Love reveals the real you. Lust puts on a façade. When you’re caught up in the feelings of lust, there is usually a tendency to put on a bit of a show. By that we mean that on every date, you’re focused on looking impeccable and saying all of the right things. Why? Because whatever initially drew the person to you, you want to make sure that you maintain that “level of perfection” so that they will remain interested. On the other hand, when love is on the horizon, you are far more interested in them knowing who you truly are. That way, if you decide to get serious at some point, you can trust that it’s based on the good parts and not-so-perfect parts of your individuality. That they know the real you.
Love is patient. Lust isn’t. When there is a strong attraction between two people, there can be a temptation to want to express that in a physical way very quickly. That’s basically our tactful way of saying that a physical interest can lead to sexual desire, which can sometimes result in people having sex way too soon. That’s because when you’re in lust, the mentality tends to be “act first, think later”. On the other hand, when love is brewing, both people usually want to take things a bit slower; to develop a friendship so that the intimacy can be based on a firm foundation.
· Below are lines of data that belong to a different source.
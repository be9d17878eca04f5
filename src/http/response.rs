//! HTTP/1.1 response builder.
//!
//! A response body is either a fixed byte buffer, sent with `Content-Length`,
//! or a stream read from an [`AsyncRead`] until EOF and sent with
//! `Transfer-Encoding: chunked`. The server writes and flushes each chunk as
//! soon as it is read, which is what lets relay events reach the browser one
//! line at a time.

use std::fmt;

use bytes::{BufMut, BytesMut};
use tokio::io::AsyncRead;

use super::{Headers, StatusCode};

/// Source of a streamed response body.
pub type BodyReader = Box<dyn AsyncRead + Send + Unpin + 'static>;

/// The payload of a [`Response`].
pub enum Body {
    /// A complete body, framed with `Content-Length`.
    Full(Vec<u8>),
    /// A body produced incrementally, framed with chunked transfer-encoding.
    Stream(BodyReader),
}

impl fmt::Debug for Body {
    fn fmt(&self, f: &mut fmt::Formatter<'_>) -> fmt::Result {
        match self {
            Self::Full(bytes) => f.debug_tuple("Full").field(&bytes.len()).finish(),
            Self::Stream(_) => f.write_str("Stream(..)"),
        }
    }
}

/// An HTTP/1.1 response, ready to be serialized and sent.
///
/// # Examples
///
/// ```
/// use newsdesk::http::{Response, StatusCode};
///
/// let response = Response::new(StatusCode::Ok)
///     .header("Content-Type", "application/json")
///     .body(r#"{"status":"ok"}"#);
///
/// let (head, body) = response.into_parts();
/// let text = std::str::from_utf8(&head).unwrap();
/// assert!(text.starts_with("HTTP/1.1 200 OK\r\n"));
/// assert!(text.contains("Content-Length: 15\r\n"));
/// assert!(body.is_none());
/// ```
#[derive(Debug)]
pub struct Response {
    status: StatusCode,
    headers: Headers,
    body: Body,
    keep_alive: bool,
}

impl Response {
    /// Creates a new response with the given status and an empty body.
    pub fn new(status: StatusCode) -> Self {
        Self {
            status,
            headers: Headers::new(),
            body: Body::Full(Vec::new()),
            keep_alive: true,
        }
    }

    /// Shorthand for a plain-text response, as used for error replies.
    pub fn text(status: StatusCode, message: impl Into<String>) -> Self {
        Self::new(status).body(message)
    }

    /// Appends a response header.
    #[must_use]
    pub fn header(mut self, name: impl Into<String>, value: impl Into<String>) -> Self {
        self.headers.insert(name, value);
        self
    }

    /// Sets the response body from a string.
    #[must_use]
    pub fn body(mut self, body: impl Into<String>) -> Self {
        self.body = Body::Full(body.into().into_bytes());
        self
    }

    /// Sets the response body from raw bytes.
    #[must_use]
    pub fn body_bytes(mut self, body: impl Into<Vec<u8>>) -> Self {
        self.body = Body::Full(body.into());
        self
    }

    /// Streams the body from `reader` until it reaches EOF.
    #[must_use]
    pub fn stream(mut self, reader: impl AsyncRead + Send + Unpin + 'static) -> Self {
        self.body = Body::Stream(Box::new(reader));
        self
    }

    /// Controls whether the `Connection: keep-alive` or `Connection: close` header is written.
    #[must_use]
    pub fn keep_alive(mut self, keep_alive: bool) -> Self {
        self.keep_alive = keep_alive;
        self
    }

    /// Returns the status code of this response.
    pub fn status(&self) -> StatusCode {
        self.status
    }

    /// Returns the response headers set so far.
    pub fn headers(&self) -> &Headers {
        &self.headers
    }

    /// Returns `true` if the body is streamed.
    pub fn is_streaming(&self) -> bool {
        matches!(self.body, Body::Stream(_))
    }

    /// Serializes the status line and headers, and for a fixed body the body
    /// itself, into one buffer. A streamed body is handed back for the caller
    /// to frame as chunks.
    ///
    /// Automatically adds:
    /// - `Content-Type: text/plain; charset=utf-8` if no `Content-Type` was set
    ///   and the body is non-empty or streamed.
    /// - `Content-Length: <n>` for fixed bodies, `Transfer-Encoding: chunked`
    ///   for streamed ones.
    /// - `Connection: keep-alive` or `Connection: close`.
    pub fn into_parts(mut self) -> (BytesMut, Option<BodyReader>) {
        let has_body = match &self.body {
            Body::Full(bytes) => !bytes.is_empty(),
            Body::Stream(_) => true,
        };
        if has_body && !self.headers.contains("content-type") {
            self.headers
                .insert("Content-Type", "text/plain; charset=utf-8");
        }

        let connection = if self.keep_alive { "keep-alive" } else { "close" };
        self.headers.set("Connection", connection);

        let (framing, full, reader) = match self.body {
            Body::Full(bytes) => (format!("Content-Length: {}", bytes.len()), bytes, None),
            Body::Stream(reader) => ("Transfer-Encoding: chunked".to_owned(), Vec::new(), Some(reader)),
        };

        let mut buf = BytesMut::with_capacity(128 + self.headers.len() * 64 + full.len());

        buf.put(
            format!(
                "HTTP/1.1 {} {}\r\n",
                self.status.as_u16(),
                self.status.canonical_reason()
            )
            .as_bytes(),
        );
        for (name, value) in self.headers.iter() {
            buf.put(format!("{name}: {value}\r\n").as_bytes());
        }
        // Framing is always the last header before the blank line
        buf.put(framing.as_bytes());
        buf.put(&b"\r\n\r\n"[..]);
        buf.put(full.as_slice());

        (buf, reader)
    }
}

impl Default for Response {
    fn default() -> Self {
        Self::new(StatusCode::Ok)
    }
}

/// Frames `data` as a single HTTP/1.1 chunk.
pub fn encode_chunk(data: &[u8]) -> BytesMut {
    let mut buf = BytesMut::with_capacity(data.len() + 12);
    buf.put(format!("{:x}\r\n", data.len()).as_bytes());
    buf.put(data);
    buf.put(&b"\r\n"[..]);
    buf
}

/// The zero-length chunk that terminates a chunked body.
pub const LAST_CHUNK: &[u8] = b"0\r\n\r\n";
//! User-editable prompt templates and their on-disk store.
//!
//! The document is TOML:
//!
//! ```toml
//! news_prompt = "..."
//! grok_prompts = ["...", "..."]
//!
//! [[pplx_queries]]
//! type = "template"
//! prompt = "Give the main takeaways about the following: {{context}}"
//! placeholder = "context"
//! label = "Takeaways"
//! ```
//!
//! [`SettingsStore`] keeps the current value as an immutable
//! `Arc<Settings>` snapshot. Readers clone the `Arc`; a write parses,
//! persists, and only then swaps the snapshot, so nobody ever sees a
//! half-applied update and a rejected write changes nothing.

use std::path::{Path, PathBuf};
use std::sync::Arc;

use serde::{Deserialize, Serialize};
use thiserror::Error;
use tokio::sync::RwLock;
use tracing::{info, warn};

mod defaults;

/// Errors from reading, parsing or writing the settings file.
#[derive(Debug, Error)]
pub enum SettingsError {
    #[error("settings file I/O failed for {path}: {source}")]
    Io {
        path: PathBuf,
        #[source]
        source: std::io::Error,
    },

    #[error("invalid settings document: {0}")]
    Parse(#[from] toml::de::Error),

    #[error("could not serialize settings: {0}")]
    Serialize(#[from] toml::ser::Error),
}

/// How the browser offers a search query.
#[derive(Debug, Clone, Copy, PartialEq, Eq, Serialize, Deserialize)]
#[serde(rename_all = "lowercase")]
pub enum QueryKind {
    /// Sent as written.
    Fixed,
    /// The user fills in `placeholder` inside `prompt`.
    Template,
    /// The user types the whole query.
    Custom,
}

/// One entry of the query checklist.
#[derive(Debug, Clone, PartialEq, Eq, Serialize, Deserialize)]
pub struct QuerySpec {
    #[serde(rename = "type")]
    pub kind: QueryKind,
    #[serde(default, skip_serializing_if = "String::is_empty")]
    pub prompt: String,
    #[serde(default, skip_serializing_if = "Option::is_none")]
    pub placeholder: Option<String>,
    #[serde(default)]
    pub label: String,
}

/// The whole settings document.
#[derive(Debug, Clone, PartialEq, Eq, Serialize, Deserialize)]
pub struct Settings {
    /// Instructions placed in front of the pasted email.
    #[serde(default)]
    pub news_prompt: String,
    /// Prompts for the search-chat batch.
    #[serde(default)]
    pub grok_prompts: Vec<String>,
    /// Query checklist for the single-shot search batch.
    #[serde(default)]
    pub pplx_queries: Vec<QuerySpec>,
}

impl Default for Settings {
    fn default() -> Self {
        defaults::settings()
    }
}

impl Settings {
    /// Parse a settings document.
    pub fn parse(text: &str) -> Result<Self, SettingsError> {
        Ok(toml::from_str(text)?)
    }

    /// Render the settings as a document [`Settings::parse`] accepts.
    pub fn to_document(&self) -> Result<String, SettingsError> {
        Ok(toml::to_string_pretty(self)?)
    }

    /// The prompt sent for a pasted email.
    pub fn news_request(&self, email: &str) -> String {
        format!("{}\n\n{}", self.news_prompt, email)
    }
}

/// The settings file plus its current in-memory snapshot.
pub struct SettingsStore {
    path: PathBuf,
    current: RwLock<Arc<Settings>>,
}

impl SettingsStore {
    /// Load `path`, falling back to the built-in defaults when the file is
    /// missing or does not parse.
    pub async fn load(path: impl Into<PathBuf>) -> Self {
        let path = path.into();
        let settings = match tokio::fs::read_to_string(&path).await {
            Ok(text) => match Settings::parse(&text) {
                Ok(settings) => {
                    info!(path = %path.display(), "settings loaded");
                    settings
                }
                Err(e) => {
                    warn!(path = %path.display(), error = %e, "settings file unreadable, using defaults");
                    Settings::default()
                }
            },
            Err(e) => {
                info!(path = %path.display(), error = %e, "no settings file, using defaults");
                Settings::default()
            }
        };
        Self::with_settings(path, settings)
    }

    /// A store that starts from `settings` without touching the disk.
    pub fn with_settings(path: impl Into<PathBuf>, settings: Settings) -> Self {
        Self {
            path: path.into(),
            current: RwLock::new(Arc::new(settings)),
        }
    }

    /// The current settings. The snapshot never changes after it is handed out.
    pub async fn snapshot(&self) -> Arc<Settings> {
        Arc::clone(&*self.current.read().await)
    }

    /// Validate `document`, persist it, then make it current.
    ///
    /// On [`SettingsError::Parse`] nothing is written and the snapshot is kept.
    pub async fn replace_from_document(&self, document: &str) -> Result<Arc<Settings>, SettingsError> {
        let settings = Settings::parse(document)?;
        self.replace(settings).await
    }

    /// Persist `settings`, then make it current.
    pub async fn replace(&self, settings: Settings) -> Result<Arc<Settings>, SettingsError> {
        let document = settings.to_document()?;
        let mut current = self.current.write().await;
        write_atomically(&self.path, &document).await?;

        let settings = Arc::new(settings);
        *current = Arc::clone(&settings);
        info!(path = %self.path.display(), "settings saved");
        Ok(settings)
    }
}

// Write to a sibling temp file and rename it over the target, so a crash
// mid-write never leaves a truncated settings file behind.
async fn write_atomically(path: &Path, contents: &str) -> Result<(), SettingsError> {
    let io_err = |source| SettingsError::Io {
        path: path.to_path_buf(),
        source,
    };

    let mut tmp = path.as_os_str().to_owned();
    tmp.push(".tmp");
    let tmp = PathBuf::from(tmp);

    tokio::fs::write(&tmp, contents).await.map_err(io_err)?;
    tokio::fs::rename(&tmp, path).await.map_err(io_err)
}

#[cfg(test)]
mod tests {
    use super::*;

    fn sample() -> Settings {
        Settings {
            news_prompt: "Summarize each source.\n\n".to_owned(),
            grok_prompts: vec!["What are today's headlines".to_owned()],
            pplx_queries: vec![
                QuerySpec {
                    kind: QueryKind::Fixed,
                    prompt: "Prepare me for the open".to_owned(),
                    placeholder: None,
                    label: "Open prep".to_owned(),
                },
                QuerySpec {
                    kind: QueryKind::Template,
                    prompt: "Takeaways: {{context}}".to_owned(),
                    placeholder: Some("context".to_owned()),
                    label: "Takeaways".to_owned(),
                },
                QuerySpec {
                    kind: QueryKind::Custom,
                    prompt: String::new(),
                    placeholder: None,
                    label: "Custom query".to_owned(),
                },
            ],
        }
    }

    #[test]
    fn document_round_trip() {
        let settings = sample();
        let text = settings.to_document().unwrap();
        assert_eq!(Settings::parse(&text).unwrap(), settings);
    }

    #[test]
    fn defaults_round_trip() {
        let settings = Settings::default();
        assert_eq!(settings.grok_prompts.len(), 2);
        assert_eq!(settings.pplx_queries.len(), 4);
        let text = settings.to_document().unwrap();
        assert_eq!(Settings::parse(&text).unwrap(), settings);
    }

    #[test]
    fn parse_hand_written_document() {
        let text = r#"
news_prompt = "Summaries please"
grok_prompts = ["one", "two"]

[[pplx_queries]]
type = "custom"
label = "Custom query"
"#;
        let settings = Settings::parse(text).unwrap();
        assert_eq!(settings.grok_prompts, vec!["one", "two"]);
        assert_eq!(settings.pplx_queries[0].kind, QueryKind::Custom);
        assert!(settings.pplx_queries[0].prompt.is_empty());
    }

    #[test]
    fn unknown_query_type_is_rejected() {
        let text = "[[pplx_queries]]\ntype = \"dynamic\"\nlabel = \"x\"\n";
        assert!(matches!(Settings::parse(text), Err(SettingsError::Parse(_))));
    }

    #[test]
    fn news_request_joins_prompt_and_email() {
        let settings = Settings {
            news_prompt: "PROMPT".to_owned(),
            ..sample()
        };
        assert_eq!(settings.news_request("EMAIL"), "PROMPT\n\nEMAIL");
    }

    #[tokio::test]
    async fn missing_file_loads_defaults() {
        let dir = tempfile::tempdir().unwrap();
        let store = SettingsStore::load(dir.path().join("settings.toml")).await;
        assert_eq!(*store.snapshot().await, Settings::default());
    }

    #[tokio::test]
    async fn unparseable_file_loads_defaults() {
        let dir = tempfile::tempdir().unwrap();
        let path = dir.path().join("settings.toml");
        std::fs::write(&path, "news_prompt = [").unwrap();
        let store = SettingsStore::load(&path).await;
        assert_eq!(*store.snapshot().await, Settings::default());
    }

    #[tokio::test]
    async fn replace_persists_and_swaps() {
        let dir = tempfile::tempdir().unwrap();
        let path = dir.path().join("settings.toml");
        let store = SettingsStore::with_settings(&path, Settings::default());

        let before = store.snapshot().await;
        store.replace(sample()).await.unwrap();

        assert_eq!(*before, Settings::default());
        assert_eq!(*store.snapshot().await, sample());

        let reloaded = SettingsStore::load(&path).await;
        assert_eq!(*reloaded.snapshot().await, sample());
        assert!(!dir.path().join("settings.toml.tmp").exists());
    }

    #[tokio::test]
    async fn rejected_document_changes_nothing() {
        let dir = tempfile::tempdir().unwrap();
        let path = dir.path().join("settings.toml");
        let store = SettingsStore::with_settings(&path, sample());

        let err = store.replace_from_document("grok_prompts = \"not a list\"").await;
        assert!(matches!(err, Err(SettingsError::Parse(_))));
        assert_eq!(*store.snapshot().await, sample());
        assert!(!path.exists());
    }
}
Love makes plans. Lust “wings it”. One of the awesome things about true love is that it doesn’t simply “live in the moment”. In other words, it’s so engrossed in the object of its affection that it wants to do all that it can to nurture it so that it will last. Lust? It doesn’t too much care one way or another. So long as its needs are being met at moment, that’s all it’s happy about. The problem with that is it can lead to quite a bit of instability. If you want something that is smooth sailing, look for the kind of person who is factoring you into their future. If you want to be on a real emotional roller coaster ride, lust is definitely going to be your ticket. Be careful, though. One way or another, it’s guaranteed to make you heartsick. Which brings us to our final point.
Love is healthy. Lust? Eh. Not so much. Being that one definition of lust is “an intense sexual desire”, we’re not out to make all lust bad. We’re simply saying that it’s not what the core of a relationship should be built upon. In other words, love is something that focused on the health and well-being of your mind, body and spirit. And that’s both awesome as well as healthy. Lust? Pretty much your body is all that’s on its menu. Bottom line, there’s a whole lot more to you than your body parts. You deserve to be with someone who will love you first. Lust you second. Anything less is…settling. For so much less. Than YOU deserve.